# WHAT TO DO:
Your reply should consist solely of the lines from the start of the material below through the line containing "the same rule.", reproduced exactly.

# DATASET EXTRACT:
- - - - -

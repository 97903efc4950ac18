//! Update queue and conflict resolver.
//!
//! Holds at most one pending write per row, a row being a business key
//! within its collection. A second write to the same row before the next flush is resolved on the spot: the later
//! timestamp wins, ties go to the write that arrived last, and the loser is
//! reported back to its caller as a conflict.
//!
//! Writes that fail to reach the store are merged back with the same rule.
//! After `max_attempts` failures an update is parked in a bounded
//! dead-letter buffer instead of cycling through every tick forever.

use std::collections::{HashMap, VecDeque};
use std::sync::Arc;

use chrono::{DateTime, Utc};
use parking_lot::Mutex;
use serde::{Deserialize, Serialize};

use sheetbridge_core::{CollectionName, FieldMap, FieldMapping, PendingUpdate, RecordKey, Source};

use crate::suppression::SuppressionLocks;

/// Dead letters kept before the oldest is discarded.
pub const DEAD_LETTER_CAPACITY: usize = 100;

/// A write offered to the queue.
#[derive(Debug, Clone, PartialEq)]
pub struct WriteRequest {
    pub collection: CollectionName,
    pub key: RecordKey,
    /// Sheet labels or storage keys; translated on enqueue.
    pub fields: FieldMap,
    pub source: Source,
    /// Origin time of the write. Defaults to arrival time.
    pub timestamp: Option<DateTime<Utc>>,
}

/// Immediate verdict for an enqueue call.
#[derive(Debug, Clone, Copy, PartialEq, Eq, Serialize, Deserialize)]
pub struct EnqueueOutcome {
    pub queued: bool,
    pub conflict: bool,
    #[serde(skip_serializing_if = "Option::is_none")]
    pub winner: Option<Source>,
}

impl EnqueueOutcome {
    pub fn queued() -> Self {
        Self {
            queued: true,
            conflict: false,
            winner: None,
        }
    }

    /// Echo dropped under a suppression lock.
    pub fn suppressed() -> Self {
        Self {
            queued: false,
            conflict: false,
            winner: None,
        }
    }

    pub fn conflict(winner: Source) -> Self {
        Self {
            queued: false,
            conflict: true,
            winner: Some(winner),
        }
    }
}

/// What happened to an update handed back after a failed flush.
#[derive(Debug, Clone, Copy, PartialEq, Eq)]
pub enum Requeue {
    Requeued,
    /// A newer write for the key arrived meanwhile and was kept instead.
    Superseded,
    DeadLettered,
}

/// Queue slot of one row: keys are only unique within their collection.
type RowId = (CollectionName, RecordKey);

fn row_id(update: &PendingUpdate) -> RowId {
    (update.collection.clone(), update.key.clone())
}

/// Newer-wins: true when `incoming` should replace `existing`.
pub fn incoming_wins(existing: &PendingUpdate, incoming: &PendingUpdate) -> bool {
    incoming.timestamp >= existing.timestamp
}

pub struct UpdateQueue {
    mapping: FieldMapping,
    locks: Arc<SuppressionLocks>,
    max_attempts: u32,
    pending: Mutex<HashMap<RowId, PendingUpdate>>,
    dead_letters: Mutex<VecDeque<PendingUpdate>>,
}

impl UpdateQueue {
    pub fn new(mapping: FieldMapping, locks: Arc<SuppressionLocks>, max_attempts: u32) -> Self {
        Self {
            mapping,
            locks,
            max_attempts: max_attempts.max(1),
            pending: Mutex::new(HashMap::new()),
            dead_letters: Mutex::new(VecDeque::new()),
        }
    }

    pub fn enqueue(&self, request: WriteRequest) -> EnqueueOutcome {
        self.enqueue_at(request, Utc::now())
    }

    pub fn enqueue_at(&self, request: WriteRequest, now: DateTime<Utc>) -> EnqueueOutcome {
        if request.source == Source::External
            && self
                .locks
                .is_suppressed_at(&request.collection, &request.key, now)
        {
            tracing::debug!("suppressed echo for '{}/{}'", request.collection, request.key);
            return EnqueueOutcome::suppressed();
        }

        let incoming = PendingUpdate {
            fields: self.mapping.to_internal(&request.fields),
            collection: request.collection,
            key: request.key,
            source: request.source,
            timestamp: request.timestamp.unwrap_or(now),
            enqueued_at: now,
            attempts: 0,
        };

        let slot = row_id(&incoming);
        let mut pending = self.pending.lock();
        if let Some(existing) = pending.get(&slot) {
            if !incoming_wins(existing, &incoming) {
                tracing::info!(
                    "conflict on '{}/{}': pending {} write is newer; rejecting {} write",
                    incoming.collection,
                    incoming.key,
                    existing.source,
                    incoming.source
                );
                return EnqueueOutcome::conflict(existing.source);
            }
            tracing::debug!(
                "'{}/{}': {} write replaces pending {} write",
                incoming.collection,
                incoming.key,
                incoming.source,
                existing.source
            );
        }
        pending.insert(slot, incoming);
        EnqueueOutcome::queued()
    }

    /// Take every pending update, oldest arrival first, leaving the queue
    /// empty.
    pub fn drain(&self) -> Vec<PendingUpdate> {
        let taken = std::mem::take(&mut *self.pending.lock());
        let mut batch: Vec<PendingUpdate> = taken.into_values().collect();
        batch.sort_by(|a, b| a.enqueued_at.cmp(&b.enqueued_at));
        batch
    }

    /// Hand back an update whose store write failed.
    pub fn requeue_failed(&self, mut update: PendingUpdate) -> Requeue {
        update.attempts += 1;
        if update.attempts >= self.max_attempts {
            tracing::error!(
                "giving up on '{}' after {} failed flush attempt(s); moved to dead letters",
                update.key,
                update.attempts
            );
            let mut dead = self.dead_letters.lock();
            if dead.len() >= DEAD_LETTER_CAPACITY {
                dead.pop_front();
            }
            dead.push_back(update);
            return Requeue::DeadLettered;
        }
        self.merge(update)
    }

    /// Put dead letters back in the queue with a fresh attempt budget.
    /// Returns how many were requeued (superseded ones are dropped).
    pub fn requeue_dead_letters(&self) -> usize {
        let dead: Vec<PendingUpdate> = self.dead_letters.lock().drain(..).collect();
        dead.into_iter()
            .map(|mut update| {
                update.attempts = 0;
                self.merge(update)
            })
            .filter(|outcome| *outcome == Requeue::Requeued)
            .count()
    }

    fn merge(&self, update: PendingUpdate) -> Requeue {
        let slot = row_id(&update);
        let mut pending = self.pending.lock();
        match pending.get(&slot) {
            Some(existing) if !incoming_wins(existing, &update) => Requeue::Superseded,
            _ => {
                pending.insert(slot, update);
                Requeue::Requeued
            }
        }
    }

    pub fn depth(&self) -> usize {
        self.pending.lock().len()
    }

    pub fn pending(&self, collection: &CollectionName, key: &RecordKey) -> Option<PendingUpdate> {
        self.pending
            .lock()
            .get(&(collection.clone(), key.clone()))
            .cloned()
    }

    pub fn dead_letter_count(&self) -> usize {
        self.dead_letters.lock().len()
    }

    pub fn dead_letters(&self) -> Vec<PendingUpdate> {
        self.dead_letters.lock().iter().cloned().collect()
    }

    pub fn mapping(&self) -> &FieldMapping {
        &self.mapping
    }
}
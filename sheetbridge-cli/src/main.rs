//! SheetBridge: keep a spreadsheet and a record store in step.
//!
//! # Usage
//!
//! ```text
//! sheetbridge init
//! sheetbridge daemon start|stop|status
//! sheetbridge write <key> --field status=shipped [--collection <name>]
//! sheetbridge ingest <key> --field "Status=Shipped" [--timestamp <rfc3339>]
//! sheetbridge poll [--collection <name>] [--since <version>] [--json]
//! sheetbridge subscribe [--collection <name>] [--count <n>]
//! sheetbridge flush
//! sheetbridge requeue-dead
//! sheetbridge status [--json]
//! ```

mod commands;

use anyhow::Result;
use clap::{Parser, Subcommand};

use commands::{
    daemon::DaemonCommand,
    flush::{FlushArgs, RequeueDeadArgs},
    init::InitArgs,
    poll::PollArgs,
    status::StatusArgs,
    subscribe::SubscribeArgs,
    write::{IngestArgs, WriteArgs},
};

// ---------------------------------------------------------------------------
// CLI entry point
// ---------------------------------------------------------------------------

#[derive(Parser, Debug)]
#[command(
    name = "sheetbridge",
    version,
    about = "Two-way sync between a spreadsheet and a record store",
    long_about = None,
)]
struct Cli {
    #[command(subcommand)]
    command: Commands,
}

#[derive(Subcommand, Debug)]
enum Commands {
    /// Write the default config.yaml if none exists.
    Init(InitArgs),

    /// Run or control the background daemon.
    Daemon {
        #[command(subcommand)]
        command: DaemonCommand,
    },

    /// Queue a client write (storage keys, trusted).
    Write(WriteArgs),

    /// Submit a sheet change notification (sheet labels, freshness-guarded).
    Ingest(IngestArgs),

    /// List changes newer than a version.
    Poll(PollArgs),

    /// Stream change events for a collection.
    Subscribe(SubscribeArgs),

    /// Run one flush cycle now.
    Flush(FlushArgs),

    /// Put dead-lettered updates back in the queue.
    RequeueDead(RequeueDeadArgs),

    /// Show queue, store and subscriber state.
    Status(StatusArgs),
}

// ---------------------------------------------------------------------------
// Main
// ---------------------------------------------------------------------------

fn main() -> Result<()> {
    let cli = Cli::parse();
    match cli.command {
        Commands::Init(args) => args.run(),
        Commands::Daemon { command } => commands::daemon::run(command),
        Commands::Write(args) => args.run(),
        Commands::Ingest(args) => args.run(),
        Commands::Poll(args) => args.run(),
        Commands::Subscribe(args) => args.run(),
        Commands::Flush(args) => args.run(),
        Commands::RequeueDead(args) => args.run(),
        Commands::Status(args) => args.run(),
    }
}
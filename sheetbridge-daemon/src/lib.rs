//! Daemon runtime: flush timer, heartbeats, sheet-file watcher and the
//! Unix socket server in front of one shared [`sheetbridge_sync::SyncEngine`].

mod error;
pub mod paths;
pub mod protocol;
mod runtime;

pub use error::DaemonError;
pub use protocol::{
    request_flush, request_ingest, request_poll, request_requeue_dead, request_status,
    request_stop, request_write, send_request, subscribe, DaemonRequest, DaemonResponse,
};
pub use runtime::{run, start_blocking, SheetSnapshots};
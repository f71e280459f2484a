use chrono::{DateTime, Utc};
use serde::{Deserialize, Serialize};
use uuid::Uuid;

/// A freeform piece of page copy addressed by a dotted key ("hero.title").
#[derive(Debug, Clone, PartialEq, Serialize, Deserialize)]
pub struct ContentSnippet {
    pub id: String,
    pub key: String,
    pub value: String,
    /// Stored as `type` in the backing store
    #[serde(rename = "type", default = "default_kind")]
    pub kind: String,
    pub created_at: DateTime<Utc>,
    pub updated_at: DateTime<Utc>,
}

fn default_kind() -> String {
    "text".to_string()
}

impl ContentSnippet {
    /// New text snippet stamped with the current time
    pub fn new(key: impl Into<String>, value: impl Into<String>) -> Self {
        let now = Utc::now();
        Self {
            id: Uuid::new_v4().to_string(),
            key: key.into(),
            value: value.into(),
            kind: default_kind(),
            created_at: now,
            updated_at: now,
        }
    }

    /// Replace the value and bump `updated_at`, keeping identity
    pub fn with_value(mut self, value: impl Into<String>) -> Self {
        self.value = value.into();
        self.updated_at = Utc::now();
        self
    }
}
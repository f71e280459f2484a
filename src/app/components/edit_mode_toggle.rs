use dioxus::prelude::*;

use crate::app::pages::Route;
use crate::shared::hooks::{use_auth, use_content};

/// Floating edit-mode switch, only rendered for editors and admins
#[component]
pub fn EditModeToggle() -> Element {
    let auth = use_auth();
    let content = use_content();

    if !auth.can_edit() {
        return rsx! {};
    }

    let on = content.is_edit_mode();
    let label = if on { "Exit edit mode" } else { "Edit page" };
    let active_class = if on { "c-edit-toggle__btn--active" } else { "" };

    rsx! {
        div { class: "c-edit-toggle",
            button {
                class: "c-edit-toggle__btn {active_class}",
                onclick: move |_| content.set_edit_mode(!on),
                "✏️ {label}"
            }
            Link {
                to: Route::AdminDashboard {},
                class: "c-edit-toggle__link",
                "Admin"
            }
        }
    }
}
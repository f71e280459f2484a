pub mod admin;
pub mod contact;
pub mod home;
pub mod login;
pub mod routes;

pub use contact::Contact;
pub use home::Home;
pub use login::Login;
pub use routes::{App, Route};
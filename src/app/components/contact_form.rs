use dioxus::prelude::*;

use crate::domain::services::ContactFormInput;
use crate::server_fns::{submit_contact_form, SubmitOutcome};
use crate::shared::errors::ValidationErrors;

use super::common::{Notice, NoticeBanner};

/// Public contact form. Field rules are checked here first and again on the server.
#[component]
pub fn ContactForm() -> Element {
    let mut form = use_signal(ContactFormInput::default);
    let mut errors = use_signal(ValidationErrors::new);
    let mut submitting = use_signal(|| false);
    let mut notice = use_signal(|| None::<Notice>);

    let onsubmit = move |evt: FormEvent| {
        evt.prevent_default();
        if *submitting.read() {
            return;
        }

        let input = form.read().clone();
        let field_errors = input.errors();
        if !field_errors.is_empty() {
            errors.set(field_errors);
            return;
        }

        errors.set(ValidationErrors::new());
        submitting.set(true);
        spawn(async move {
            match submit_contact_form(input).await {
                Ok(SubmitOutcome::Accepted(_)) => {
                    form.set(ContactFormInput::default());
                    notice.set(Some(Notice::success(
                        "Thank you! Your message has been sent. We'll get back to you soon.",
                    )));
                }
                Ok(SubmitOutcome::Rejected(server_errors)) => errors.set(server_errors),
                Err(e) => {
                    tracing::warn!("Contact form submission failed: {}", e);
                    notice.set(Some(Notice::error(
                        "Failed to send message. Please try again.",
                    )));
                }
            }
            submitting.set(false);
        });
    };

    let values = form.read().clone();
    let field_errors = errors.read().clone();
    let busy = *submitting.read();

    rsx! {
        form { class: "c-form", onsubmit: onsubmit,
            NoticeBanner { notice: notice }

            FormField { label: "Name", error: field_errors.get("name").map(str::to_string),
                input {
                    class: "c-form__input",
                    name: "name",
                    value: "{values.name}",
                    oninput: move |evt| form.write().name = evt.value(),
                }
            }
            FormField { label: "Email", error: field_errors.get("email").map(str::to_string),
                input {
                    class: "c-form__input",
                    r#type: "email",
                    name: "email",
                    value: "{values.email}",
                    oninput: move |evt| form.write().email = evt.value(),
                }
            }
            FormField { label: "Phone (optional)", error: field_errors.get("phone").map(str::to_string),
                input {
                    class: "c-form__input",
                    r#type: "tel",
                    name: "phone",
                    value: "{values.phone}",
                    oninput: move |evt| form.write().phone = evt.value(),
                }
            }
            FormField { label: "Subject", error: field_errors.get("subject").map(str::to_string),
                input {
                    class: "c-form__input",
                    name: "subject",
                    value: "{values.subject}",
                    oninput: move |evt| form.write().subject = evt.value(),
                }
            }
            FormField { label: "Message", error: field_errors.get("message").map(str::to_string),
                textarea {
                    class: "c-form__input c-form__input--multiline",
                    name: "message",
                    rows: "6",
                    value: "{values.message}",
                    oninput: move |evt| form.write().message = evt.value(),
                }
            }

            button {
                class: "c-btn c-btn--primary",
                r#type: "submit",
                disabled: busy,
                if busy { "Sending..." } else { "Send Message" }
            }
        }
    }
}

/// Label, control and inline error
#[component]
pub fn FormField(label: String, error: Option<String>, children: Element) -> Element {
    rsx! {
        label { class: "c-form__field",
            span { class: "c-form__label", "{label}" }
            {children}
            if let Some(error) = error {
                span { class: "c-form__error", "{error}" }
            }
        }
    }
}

- - - - -

# OUTPUT FOR THIS EXERCISE:
repository 97903efc4950ac18
//! Update queue and conflict resolver.
//!
//! Holds at most one pending write per row, a row being a business key
//! within its collection. A second write to the same row before the next flush is resolved on the spot: the later
//! timestamp wins, ties go to the write that arrived last, and the loser is
//! reported back to its caller as a conflict.
//!
//! Writes that fail to reach the store are merged back with the same rule.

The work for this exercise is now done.